Fourth quarter earnings may be impacted by a legislatively proposed one-time
assessment of approximately 75 basis points (0.75%) on deposits insured by the
Savings Association Insurance Fund (SAIF) of the FDIC. Any one-time assessment
on SAIF-insured deposits will impact Crestar's three bank subsidiaries and
Loyola F.S.B. Approximately 40% of Crestar's current deposit base, and virtually
all of Loyola's current deposit base, are SAIF-insured. A 75 basis point
assessment, on an after-tax basis, would result in a one-time charge to Crestar
of approximately $15 million, and to Loyola of approximately $7 million. As a
consequence of the one-time SAIF assessment, future earnings are expected
to be augmented by a reduction in ongoing SAIF assessment rates. The
estimated $15 million charge for Crestar reflects a proposed 20% reduction in
the assessments on SAIF-insured deposits acquired by banks in thrift
purchase transactions (Oakar deposits).
Net Interest Margin And Net Interest Income
(Tables 3 and 15)
Crestar's net interest margin for the third quarter of 1995 was 4.89%, an
improvement of 7 basis points from the margin recorded in the third quarter of
1994. The improvement was due to favorable changes in the composition and yield
of balance sheet earning assets, which offset higher rates paid on deposits and
declines in interest income arising from off-balance sheet hedge transactions.

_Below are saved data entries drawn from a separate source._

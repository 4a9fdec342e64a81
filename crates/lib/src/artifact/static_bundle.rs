//! Static website bundle.
//!
//! Every static file is stored in one zip archive under its output key. File
//! contents are read asynchronously on the calling task and handed, one entry
//! at a time, to a blocking worker that owns the zip encoder. The channel
//! between them holds a single entry, so at most one file is read ahead of the
//! encoder.
//!
//! The archive is built at `<dest>.partial` and only renamed to `dest` once
//! the central directory has been written and the file synced. A failed read
//! stops the worker before it finalizes and the partial file is removed.

use std::collections::BTreeMap;
use std::fs::File;
use std::io::Write;
use std::path::Path;

use tokio::sync::mpsc;
use tracing::{debug, info};
use zip::write::SimpleFileOptions;
use zip::{CompressionMethod, DateTime, ZipWriter};

use super::types::{ArtifactError, StaticBundle};
use crate::output::StaticFile;
use crate::util::hash::{ContentHash, hash_file};
use crate::util::path::{discard_partial, partial_path};

enum Entry {
  File { name: String, data: Vec<u8> },
  /// All entries sent; write the central directory.
  Finish,
}

/// What the worker reports after a successful finalize.
#[derive(Debug)]
struct Finalized {
  entries: usize,
  size: u64,
  sha256: ContentHash,
}

/// Write all static files into a single zip archive at `dest`.
///
/// Returns only after the archive is complete on disk. On any error no file
/// exists at `dest`.
pub async fn write_static_bundle(
  files: BTreeMap<String, StaticFile>,
  dest: &Path,
) -> Result<StaticBundle, ArtifactError> {
  info!(files = files.len(), path = ?dest, "writing static bundle");

  let partial = partial_path(dest);
  let (tx, rx) = mpsc::channel(1);

  let worker = tokio::task::spawn_blocking({
    let partial = partial.clone();
    move || encode_archive(&partial, rx)
  });

  let fed = feed_entries(files, &tx, dest).await;
  if fed.is_ok() && tx.send(Entry::Finish).await.is_err() {
    debug!(path = ?dest, "archive worker exited before finish");
  }
  drop(tx);

  // A panicked worker is handled like any other encoder failure.
  let encoded = worker.await.map_err(ArtifactError::from).and_then(|encoded| encoded);

  let finalized = settle(fed, encoded, &partial).await?;

  if let Err(e) = tokio::fs::rename(&partial, dest).await {
    discard_partial(&partial).await;
    return Err(e.into());
  }

  info!(
    path = ?dest,
    entries = finalized.entries,
    size = finalized.size,
    "static bundle written"
  );

  Ok(StaticBundle {
    path: dest.to_path_buf(),
    entries: finalized.entries,
    size: finalized.size,
    sha256: finalized.sha256,
  })
}

/// Combine the feeder and worker outcomes, removing the partial archive if
/// either failed.
async fn settle(
  fed: Result<(), ArtifactError>,
  encoded: Result<Finalized, ArtifactError>,
  partial: &Path,
) -> Result<Finalized, ArtifactError> {
  match (fed, encoded) {
    (Ok(()), Ok(finalized)) => Ok(finalized),
    // The worker's own error explains why it stopped accepting entries.
    (Err(ArtifactError::ArchiveAborted { .. }), Err(e)) | (Err(e), _) | (Ok(()), Err(e)) => {
      discard_partial(partial).await;
      Err(e)
    }
  }
}

/// Read each file and pass it to the worker.
///
/// A read failure returns immediately without sending `Finish`, which leaves
/// the worker unable to finalize.
async fn feed_entries(
  files: BTreeMap<String, StaticFile>,
  tx: &mpsc::Sender<Entry>,
  dest: &Path,
) -> Result<(), ArtifactError> {
  for (key, file) in files {
    let data = file
      .into_bytes()
      .await
      .map_err(|source| ArtifactError::ReadStatic { key: key.clone(), source })?;

    debug!(key = %key, size = data.len(), "adding static file");

    if tx.send(Entry::File { name: key, data }).await.is_err() {
      return Err(ArtifactError::ArchiveAborted {
        path: dest.to_path_buf(),
      });
    }
  }
  Ok(())
}

/// Blocking side: encode received entries into the archive at `path`.
fn encode_archive(path: &Path, mut rx: mpsc::Receiver<Entry>) -> Result<Finalized, ArtifactError> {
  if let Some(parent) = path.parent() {
    std::fs::create_dir_all(parent)?;
  }

  let mut zip = ZipWriter::new(File::create(path)?);
  let options = entry_options();
  let mut entries = 0;

  while let Some(entry) = rx.blocking_recv() {
    match entry {
      Entry::File { name, data } => {
        zip.start_file(name, options).map_err(|source| archive_error(path, source))?;
        zip.write_all(&data)?;
        entries += 1;
      }
      Entry::Finish => {
        let file = zip.finish().map_err(|source| archive_error(path, source))?;
        file.sync_all()?;
        let size = file.metadata()?.len();
        drop(file);

        return Ok(Finalized {
          entries,
          size,
          sha256: hash_file(path)?,
        });
      }
    }
  }

  Err(ArtifactError::ArchiveAborted {
    path: path.to_path_buf(),
  })
}

/// Entry options with a fixed timestamp so identical inputs give identical
/// archives.
fn entry_options() -> SimpleFileOptions {
  SimpleFileOptions::default()
    .compression_method(CompressionMethod::Deflated)
    .last_modified_time(DateTime::default())
    .unix_permissions(0o644)
}

fn archive_error(path: &Path, source: zip::result::ZipError) -> ArtifactError {
  ArtifactError::Archive {
    path: path.to_path_buf(),
    source,
  }
}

Positive influences on the third quarter 1995 margin include favorable
changes in the composition of balance sheet earning assets and their respective
interest rate yields. Changes in the earning asset mix increased the third
quarter 1995 net interest margin by approximately 29 basis points when compared
to the third quarter of 1994. Reflecting the impact of strong marketing efforts,
increased demand and completed bank and thrift acquisitions, loans as a
percentage of total earning assets increased from an average of 68% during the
third quarter of 1994 to 76% for the same period of 1995. Average total loans
were $9.5 billion during the third quarter of 1995, compared to $8.5 billion
during the third quarter of 1994. Average bank card loans experienced
significant growth, with third quarter 1995 average balances up $411 million, or
35%, versus the same period of 1994. The growth in bank card balances reflects
Crestar's strong marketing emphasis, including promotional efforts outside of
Virginia, Maryland and Washington, D.C. Average instalment loan balances were up
$306 million or 18% from third quarter 1994, with average consumer real estate
loans increasing 17% during this period. Average business loans for the third
quarter were flat compared with the third quarter of 1994, as reductions in real
estate- construction loans were offset by modest increases in commercial and
real estate-income property loans. Funding for loan growth came in part from
reductions in money market investments, which averaged $235 million in the third
quarter of 1995 versus $781 million in the third quarter of 1994. Securities
available for sale were also utilized to fund loan growth, with the average
balance declining $387 million when compared to the 1994 third quarter average
balance. With regards to funding sources, interest-bearing deposits represented
62% of total funding sources in the third quarter of 1995, versus 65% of funding
sources in the same period of 1994. A higher rate environment, with increased
competitive pricing for deposits among financial institutions, resulted in
decreases in average balances for regular savings, interest checking and
domestic time deposits, with average total deposits experiencing a decrease of
$174 million, or 2%, from the third quarter of 1994. Average balances of
short-term borrowings and long-term debt increased by $64 million and $159
million, respectively, during this same time period. These changes in funding
sources had a negative impact of 9 basis points on the third quarter 1995 net
interest margin, when compared to the same quarter of 1994. When coupled with
the impact of changes to Crestar's earning asset mix, this resulted in a net 20
basis point improvement in the third quarter 1995 net interest margin arising
from changes in Crestar's total balance sheet mix.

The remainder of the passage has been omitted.